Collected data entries

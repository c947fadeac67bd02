/******************************************************************************
   Author: Joaquín Béjar García
   Email: jb@taunais.com
   Date: 27/1/26
******************************************************************************/

//! Scalar values carried by FAST fields.
//!
//! This module provides:
//! - [`ByteVector`]: Reference-counted byte sequence with zero-copy sub-ranges
//! - [`TwinValue`]: A `(subtraction length, payload)` pair describing a byte delta
//! - [`ScalarValue`]: The value of a single scalar field
//!
//! All values are immutable and compare structurally; byte vectors compare by
//! content, never by buffer identity.

use crate::error::{FastError, Result};
use bytes::Bytes;
use num_traits::ToPrimitive;
use rust_decimal::Decimal;
use serde::{Deserialize, Serialize};
use std::fmt;
use std::ops::Range;

/// Smallest exponent a FAST decimal may carry.
pub const DECIMAL_MIN_EXPONENT: i32 = -63;

/// Largest exponent a FAST decimal may carry.
pub const DECIMAL_MAX_EXPONENT: i32 = 63;

/// Immutable byte sequence.
///
/// Backed by [`Bytes`], so [`ByteVector::slice`] shares the underlying buffer
/// instead of copying it.
#[derive(Debug, Clone, Default, PartialEq, Eq, PartialOrd, Ord, Hash, Serialize, Deserialize)]
#[serde(transparent)]
pub struct ByteVector(Bytes);

impl ByteVector {
    /// Creates a byte vector from anything convertible into [`Bytes`].
    #[inline]
    #[must_use]
    pub fn new(bytes: impl Into<Bytes>) -> Self {
        Self(bytes.into())
    }

    /// Creates an empty byte vector.
    #[inline]
    #[must_use]
    pub const fn empty() -> Self {
        Self(Bytes::new())
    }

    /// Creates a byte vector by copying a slice.
    #[inline]
    #[must_use]
    pub fn copy_from_slice(data: &[u8]) -> Self {
        Self(Bytes::copy_from_slice(data))
    }

    /// Returns a zero-copy sub-range of this vector.
    ///
    /// # Panics
    /// Panics if the range is out of bounds, like slice indexing.
    #[inline]
    #[must_use]
    pub fn slice(&self, range: Range<usize>) -> Self {
        Self(self.0.slice(range))
    }

    /// Returns the bytes as a slice.
    #[inline]
    #[must_use]
    pub fn as_slice(&self) -> &[u8] {
        &self.0
    }

    /// Returns the underlying [`Bytes`] handle.
    #[inline]
    #[must_use]
    pub fn bytes(&self) -> &Bytes {
        &self.0
    }

    /// Consumes the vector and returns the underlying [`Bytes`].
    #[inline]
    #[must_use]
    pub fn into_bytes(self) -> Bytes {
        self.0
    }

    /// Returns the number of bytes.
    #[inline]
    #[must_use]
    pub fn len(&self) -> usize {
        self.0.len()
    }

    /// Returns true if the vector holds no bytes.
    #[inline]
    #[must_use]
    pub fn is_empty(&self) -> bool {
        self.0.is_empty()
    }
}

impl AsRef<[u8]> for ByteVector {
    fn as_ref(&self) -> &[u8] {
        &self.0
    }
}

impl From<Bytes> for ByteVector {
    fn from(bytes: Bytes) -> Self {
        Self(bytes)
    }
}

impl From<Vec<u8>> for ByteVector {
    fn from(bytes: Vec<u8>) -> Self {
        Self(Bytes::from(bytes))
    }
}

impl From<&'static [u8]> for ByteVector {
    fn from(bytes: &'static [u8]) -> Self {
        Self(Bytes::from_static(bytes))
    }
}

impl fmt::Display for ByteVector {
    fn fmt(&self, f: &mut fmt::Formatter<'_>) -> fmt::Result {
        f.write_str(&hex::encode(&self.0))
    }
}

/// A byte delta: how much of a base value to drop, and what to add.
///
/// A non-negative `subtraction` removes that many bytes from the back of the
/// base and appends the payload. A negative `subtraction` removes
/// `-subtraction - 1` bytes from the front and prepends the payload.
#[derive(Debug, Clone, Default, PartialEq, Eq, Hash, Serialize, Deserialize)]
pub struct TwinValue {
    subtraction: i64,
    payload: ByteVector,
}

impl TwinValue {
    /// Creates a delta from its two halves.
    #[must_use]
    pub const fn new(subtraction: i64, payload: ByteVector) -> Self {
        Self {
            subtraction,
            payload,
        }
    }

    /// The canonical "no change" delta: nothing removed, nothing added.
    #[must_use]
    pub const fn no_diff() -> Self {
        Self::new(0, ByteVector::empty())
    }

    /// Returns the subtraction length (trim count).
    #[inline]
    #[must_use]
    pub const fn subtraction(&self) -> i64 {
        self.subtraction
    }

    /// Returns the payload bytes.
    #[inline]
    #[must_use]
    pub const fn payload(&self) -> &ByteVector {
        &self.payload
    }

    /// Returns true if the delta trims from the front of the base.
    #[inline]
    #[must_use]
    pub const fn is_front_trim(&self) -> bool {
        self.subtraction < 0
    }

    /// Returns true if applying this delta leaves the base unchanged.
    #[must_use]
    pub fn is_no_diff(&self) -> bool {
        self.subtraction == 0 && self.payload.is_empty()
    }
}

/// The value of a scalar field.
#[derive(Debug, Clone, PartialEq, Eq, Hash, Serialize, Deserialize)]
pub enum ScalarValue {
    /// Integer value, used by every integer width.
    Integer(i64),
    /// Text value, used by the ASCII and unicode string types.
    String(String),
    /// Raw byte sequence.
    ByteVector(ByteVector),
    /// Decimal value `mantissa * 10^exponent`.
    Decimal {
        /// Base-10 exponent.
        exponent: i32,
        /// Mantissa.
        mantissa: i64,
    },
    /// Byte delta produced by the delta operator on strings and byte vectors.
    Twin(TwinValue),
}

impl ScalarValue {
    /// Creates a decimal value.
    #[inline]
    #[must_use]
    pub const fn decimal(exponent: i32, mantissa: i64) -> Self {
        Self::Decimal { exponent, mantissa }
    }

    /// Returns a short name of the value kind, for diagnostics.
    #[must_use]
    pub const fn kind(&self) -> &'static str {
        match self {
            Self::Integer(_) => "integer",
            Self::String(_) => "string",
            Self::ByteVector(_) => "byteVector",
            Self::Decimal { .. } => "decimal",
            Self::Twin(_) => "twin",
        }
    }

    /// Returns the value as an i64, if applicable.
    #[must_use]
    pub const fn as_i64(&self) -> Option<i64> {
        match self {
            Self::Integer(v) => Some(*v),
            _ => None,
        }
    }

    /// Returns the value as a string, if applicable.
    #[must_use]
    pub fn as_str(&self) -> Option<&str> {
        match self {
            Self::String(s) => Some(s),
            _ => None,
        }
    }

    /// Returns the `(exponent, mantissa)` pair of a decimal value.
    #[must_use]
    pub const fn as_decimal(&self) -> Option<(i32, i64)> {
        match self {
            Self::Decimal { exponent, mantissa } => Some((*exponent, *mantissa)),
            _ => None,
        }
    }

    /// Returns the twin value of a delta, if applicable.
    #[must_use]
    pub const fn as_twin(&self) -> Option<&TwinValue> {
        match self {
            Self::Twin(twin) => Some(twin),
            _ => None,
        }
    }

    /// Returns the raw bytes of a string or byte vector value.
    #[must_use]
    pub fn as_bytes(&self) -> Option<&[u8]> {
        match self {
            Self::String(s) => Some(s.as_bytes()),
            Self::ByteVector(b) => Some(b.as_slice()),
            _ => None,
        }
    }

    /// Returns the bytes of a string or byte vector value as a [`ByteVector`].
    ///
    /// Byte vectors are shared, strings are copied.
    #[must_use]
    pub fn to_byte_vector(&self) -> Option<ByteVector> {
        match self {
            Self::String(s) => Some(ByteVector::copy_from_slice(s.as_bytes())),
            Self::ByteVector(b) => Some(b.clone()),
            _ => None,
        }
    }

    /// Converts a decimal value to a [`Decimal`].
    ///
    /// Returns `None` for non-decimal values and for decimals that do not fit
    /// in the 96-bit range of [`Decimal`].
    #[must_use]
    pub fn to_decimal(&self) -> Option<Decimal> {
        let (exponent, mantissa) = self.as_decimal()?;
        if exponent <= 0 {
            Decimal::try_from_i128_with_scale(i128::from(mantissa), exponent.unsigned_abs()).ok()
        } else {
            let scaled = 10i128
                .checked_pow(exponent.unsigned_abs())?
                .checked_mul(i128::from(mantissa))?;
            Decimal::try_from_i128_with_scale(scaled, 0).ok()
        }
    }

    /// Creates a decimal value from a [`Decimal`], stripping trailing zeros
    /// from the mantissa.
    ///
    /// # Errors
    /// Returns `FastError::IntegerOverflow` if the mantissa does not fit in an i64.
    pub fn from_decimal(value: Decimal) -> Result<Self> {
        let mut mantissa = value.mantissa();
        let mut exponent = -i32::try_from(value.scale()).map_err(|_| FastError::IntegerOverflow)?;

        while mantissa != 0 && mantissa % 10 == 0 && exponent < DECIMAL_MAX_EXPONENT {
            mantissa /= 10;
            exponent += 1;
        }
        if mantissa == 0 {
            exponent = 0;
        }

        let mantissa = mantissa.to_i64().ok_or(FastError::IntegerOverflow)?;
        Ok(Self::Decimal { exponent, mantissa })
    }
}

impl From<i64> for ScalarValue {
    fn from(value: i64) -> Self {
        Self::Integer(value)
    }
}

impl From<i32> for ScalarValue {
    fn from(value: i32) -> Self {
        Self::Integer(i64::from(value))
    }
}

impl From<u32> for ScalarValue {
    fn from(value: u32) -> Self {
        Self::Integer(i64::from(value))
    }
}

impl From<&str> for ScalarValue {
    fn from(value: &str) -> Self {
        Self::String(value.to_string())
    }
}

impl From<String> for ScalarValue {
    fn from(value: String) -> Self {
        Self::String(value)
    }
}

impl From<ByteVector> for ScalarValue {
    fn from(value: ByteVector) -> Self {
        Self::ByteVector(value)
    }
}

impl From<TwinValue> for ScalarValue {
    fn from(value: TwinValue) -> Self {
        Self::Twin(value)
    }
}

impl fmt::Display for ScalarValue {
    fn fmt(&self, f: &mut fmt::Formatter<'_>) -> fmt::Result {
        match self {
            Self::Integer(v) => f.write_str(itoa::Buffer::new().format(*v)),
            Self::String(s) => f.write_str(s),
            Self::ByteVector(b) => write!(f, "{b}"),
            Self::Decimal { exponent, mantissa } => match self.to_decimal() {
                Some(d) => write!(f, "{d}"),
                None => write!(f, "{mantissa}E{exponent}"),
            },
            Self::Twin(t) => write!(f, "({}, {})", t.subtraction(), t.payload()),
        }
    }
}

#[cfg(test)]
mod tests {
    use super::*;
    use std::str::FromStr;

    #[test]
    fn test_byte_vector_equality_is_by_content() {
        let a = ByteVector::copy_from_slice(&[1, 2, 3]);
        let b = ByteVector::from(vec![1, 2, 3]);
        assert_eq!(a, b);
        assert_eq!(ScalarValue::ByteVector(a), ScalarValue::ByteVector(b));
    }

    #[test]
    fn test_byte_vector_slice() {
        let v = ByteVector::from(vec![1, 2, 3, 4, 5]);
        let s = v.slice(1..4);
        assert_eq!(s.as_slice(), &[2, 3, 4]);
        assert_eq!(s.len(), 3);
    }

    #[test]
    fn test_twin_no_diff() {
        assert!(TwinValue::no_diff().is_no_diff());
        assert!(!TwinValue::new(-1, ByteVector::empty()).is_no_diff());
        assert!(TwinValue::new(-2, ByteVector::empty()).is_front_trim());
    }

    #[test]
    fn test_decimal_round_trip_through_rust_decimal() {
        let d = Decimal::from_str("12.50").unwrap();
        let value = ScalarValue::from_decimal(d).unwrap();
        assert_eq!(value, ScalarValue::decimal(-1, 125));
        assert_eq!(value.to_decimal().unwrap(), Decimal::from_str("12.5").unwrap());
    }

    #[test]
    fn test_decimal_positive_exponent() {
        let value = ScalarValue::from_decimal(Decimal::from(1500)).unwrap();
        assert_eq!(value, ScalarValue::decimal(2, 15));
        assert_eq!(value.to_decimal().unwrap(), Decimal::from(1500));
    }

    #[test]
    fn test_decimal_zero_is_canonical() {
        let value = ScalarValue::from_decimal(Decimal::from_str("0.000").unwrap()).unwrap();
        assert_eq!(value, ScalarValue::decimal(0, 0));
    }

    #[test]
    fn test_display() {
        assert_eq!(ScalarValue::Integer(-42).to_string(), "-42");
        assert_eq!(ScalarValue::from("IBM").to_string(), "IBM");
        assert_eq!(ScalarValue::decimal(-2, 12345).to_string(), "123.45");
        assert_eq!(
            ScalarValue::ByteVector(ByteVector::from(vec![0xde, 0xad])).to_string(),
            "dead"
        );
    }

    #[test]
    fn test_accessors() {
        let s = ScalarValue::from("abc");
        assert_eq!(s.as_str(), Some("abc"));
        assert_eq!(s.as_bytes(), Some(&b"abc"[..]));
        assert_eq!(s.as_i64(), None);
        assert_eq!(s.kind(), "string");
        assert_eq!(ScalarValue::from(7u32).as_i64(), Some(7));
    }
}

§ Assignment: Exactly as written, please reproduce the lines from the first line of the data to the line containing "byte vector from", inclusive, and nothing else.

§ Your response:
repository c947fadeac67bd02
/******************************************************************************
   Author: Joaquín Béjar García
   Email: jb@taunais.com
   Date: 27/1/26
******************************************************************************/

//! Scalar values carried by FAST fields.
//!
//! This module provides:
//! - [`ByteVector`]: Reference-counted byte sequence with zero-copy sub-ranges
//! - [`TwinValue`]: A `(subtraction length, payload)` pair describing a byte delta
//! - [`ScalarValue`]: The value of a single scalar field
//!
//! All values are immutable and compare structurally; byte vectors compare by
//! content, never by buffer identity.

use crate::error::{FastError, Result};
use bytes::Bytes;
use num_traits::ToPrimitive;
use rust_decimal::Decimal;
use serde::{Deserialize, Serialize};
use std::fmt;
use std::ops::Range;

/// Smallest exponent a FAST decimal may carry.
pub const DECIMAL_MIN_EXPONENT: i32 = -63;

/// Largest exponent a FAST decimal may carry.
pub const DECIMAL_MAX_EXPONENT: i32 = 63;

/// Immutable byte sequence.
///
/// Backed by [`Bytes`], so [`ByteVector::slice`] shares the underlying buffer
/// instead of copying it.
#[derive(Debug, Clone, Default, PartialEq, Eq, PartialOrd, Ord, Hash, Serialize, Deserialize)]
#[serde(transparent)]
pub struct ByteVector(Bytes);

impl ByteVector {
    /// Creates a byte vector from anything convertible into [`Bytes`].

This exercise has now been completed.